House debates

Thursday, 9 February 2006

Adjournment

Oil for Food Program

10:35 am

Photo of Michael DanbyMichael Danby (Melbourne Ports, Australian Labor Party) Share this | Hansard source

He did not know, but for your government to claim that it has done no investigations and can prove that the money did not come from Australia and all this feigned outrage that we had from the member for Sturt yesterday is deluded, frankly. These people gave money to deluded Palestinian youths, who blew themselves up on civilian targets, as we know. The money came from the Arab Liberation Front paid by Saddam Hussein—fungible money which came from the discretionary money that they had available, the biggest portion of which came from Australia, $300 million. All that is disputed in this matter is whether the Australian government, the Minister for Trade, the Minister for Foreign Affairs or the Prime Minister knew these payments by the AWB to the bogus transport company were being made. No doubt the truth about this will eventually come out of the Cole royal commission and from the forensic questioning of ministers in this place by the opposition.

My point today is simple: whether ministers did or did not know about these payments, they should have known, because plenty of people did and other people were able to deduce fairly readily, from differentials between the market price of wheat at the given time and the price Iraq was paying to the AWB, that there was a fraud going on for many years. At the very least, ministers were too ready to turn a blind eye to AWB’s pandering to the Iraqi regime during the period of the sanctions from 1997 to 2003. Of course we have to sell our wheat abroad and not to governments we always approve of, but at a time when, according to the government, Iraq was a dire threat to the peace of the world—we had to invade the country and overthrow its government—surely ministers should have been more curious about what the Wheat Board executives, most of them National Party mates, were up to in Baghdad.

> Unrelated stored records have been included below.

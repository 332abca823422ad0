//! Per-attempt execution records.

use std::fmt;

use alloy::primitives::{Address, TxHash};
use serde::Serialize;
use strum::Display;

/// Classification of a failed attempt.
#[derive(Debug, Clone, Copy, PartialEq, Eq, Hash, Display, Serialize)]
pub enum FailureKind {
    InvalidAmount,
    InvalidIntent,
    InsufficientBalance,
    ApprovalRejected,
    ApprovalTimeout,
    SubmitOrConfirmError,
    SwapTimeout,
    ProviderUnavailable,
}

/// Result of making sure the router may spend the input token.
#[derive(Debug, Clone, Copy, PartialEq, Eq, Serialize)]
pub enum ApprovalOutcome {
    AlreadySufficient,
    Approved { tx_hash: TxHash, block_number: u64 },
}

#[derive(Debug, Clone, PartialEq, Eq, Serialize)]
pub enum SwapOutcome {
    Pending,
    Approved {
        tx_hash: TxHash,
        block_number: u64,
    },
    Submitted {
        tx_hash: TxHash,
    },
    Confirmed {
        tx_hash: TxHash,
        block_number: u64,
    },
    Failed {
        kind: FailureKind,
        message: String,
    },
    /// The attempt was interrupted; a submitted transaction may still be included later.
    Unknown {
        tx_hash: Option<TxHash>,
    },
}

impl SwapOutcome {
    pub fn is_terminal(&self) -> bool {
        matches!(
            self,
            SwapOutcome::Confirmed { .. } | SwapOutcome::Failed { .. } | SwapOutcome::Unknown { .. }
        )
    }

    pub fn failure_kind(&self) -> Option<FailureKind> {
        match self {
            SwapOutcome::Failed { kind, .. } => Some(*kind),
            _ => None,
        }
    }

    pub fn tx_hash(&self) -> Option<TxHash> {
        match self {
            SwapOutcome::Approved { tx_hash, .. }
            | SwapOutcome::Submitted { tx_hash }
            | SwapOutcome::Confirmed { tx_hash, .. } => Some(*tx_hash),
            SwapOutcome::Unknown { tx_hash } => *tx_hash,
            SwapOutcome::Pending | SwapOutcome::Failed { .. } => None,
        }
    }
}

impl fmt::Display for SwapOutcome {
    fn fmt(&self, f: &mut fmt::Formatter<'_>) -> fmt::Result {
        match self {
            SwapOutcome::Pending => write!(f, "pending"),
            SwapOutcome::Approved {
                tx_hash,
                block_number,
            } => write!(f, "approved tx={tx_hash} block={block_number}"),
            SwapOutcome::Submitted { tx_hash } => write!(f, "submitted tx={tx_hash}"),
            SwapOutcome::Confirmed {
                tx_hash,
                block_number,
            } => write!(f, "confirmed tx={tx_hash} block={block_number}"),
            SwapOutcome::Failed { kind, message } => write!(f, "failed ({kind}): {message}"),
            SwapOutcome::Unknown { tx_hash: Some(hash) } => write!(f, "unknown tx={hash}"),
            SwapOutcome::Unknown { tx_hash: None } => write!(f, "unknown"),
        }
    }
}

/// One execution of an intent by one wallet.
///
/// `history` keeps every outcome the attempt passed through, in order, so the
/// approval and submission sequence can be inspected after the fact.
#[derive(Debug, Clone, Serialize)]
pub struct SwapAttempt {
    pub wallet: Address,
    /// 1-based attempt number within the wallet's run.
    pub index: u32,
    pub outcome: SwapOutcome,
    pub history: Vec<SwapOutcome>,
}

impl SwapAttempt {
    pub fn new(wallet: Address, index: u32) -> Self {
        Self {
            wallet,
            index,
            outcome: SwapOutcome::Pending,
            history: vec![SwapOutcome::Pending],
        }
    }

    pub fn advance(&mut self, outcome: SwapOutcome) {
        log::debug!(
            "[{}] attempt {} -> {}",
            self.wallet,
            self.index,
            outcome
        );
        self.history.push(outcome.clone());
        self.outcome = outcome;
    }

    pub fn fail(&mut self, kind: FailureKind, message: impl Into<String>) {
        self.advance(SwapOutcome::Failed {
            kind,
            message: message.into(),
        });
    }

    /// Marks an interrupted attempt. A transaction that was already handed to the
    /// network is kept so it can be looked up later.
    pub fn mark_unknown(&mut self) {
        if self.outcome.is_terminal() {
            return;
        }
        let tx_hash = match &self.outcome {
            SwapOutcome::Submitted { tx_hash } => Some(*tx_hash),
            _ => None,
        };
        self.advance(SwapOutcome::Unknown { tx_hash });
    }

    pub fn is_confirmed(&self) -> bool {
        matches!(self.outcome, SwapOutcome::Confirmed { .. })
    }

    pub fn reached(&self, predicate: impl Fn(&SwapOutcome) -> bool) -> bool {
        self.history.iter().any(predicate)
    }
}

Last night the member for Sturt made a very unfortunate speech where he tried to claim all good in issues of Middle East politics were on one side. He obviously does not remember the record of past governments, which have been very even-handed and of course have defended Israel’s right to exist very strongly under a very passionate Prime Minister, Bob Hawke. Any attempt to portray these issues as one-sided is an example of partisanship. You would have to be a blind partisan, thick or malicious to know that Australia does not run a dual foreign policy—a foreign policy where we say one thing to the Americans and to the commentariat here and another thing to people where we are running a secret National Party rort in foreign policy in the Arab Middle East. (Time expired)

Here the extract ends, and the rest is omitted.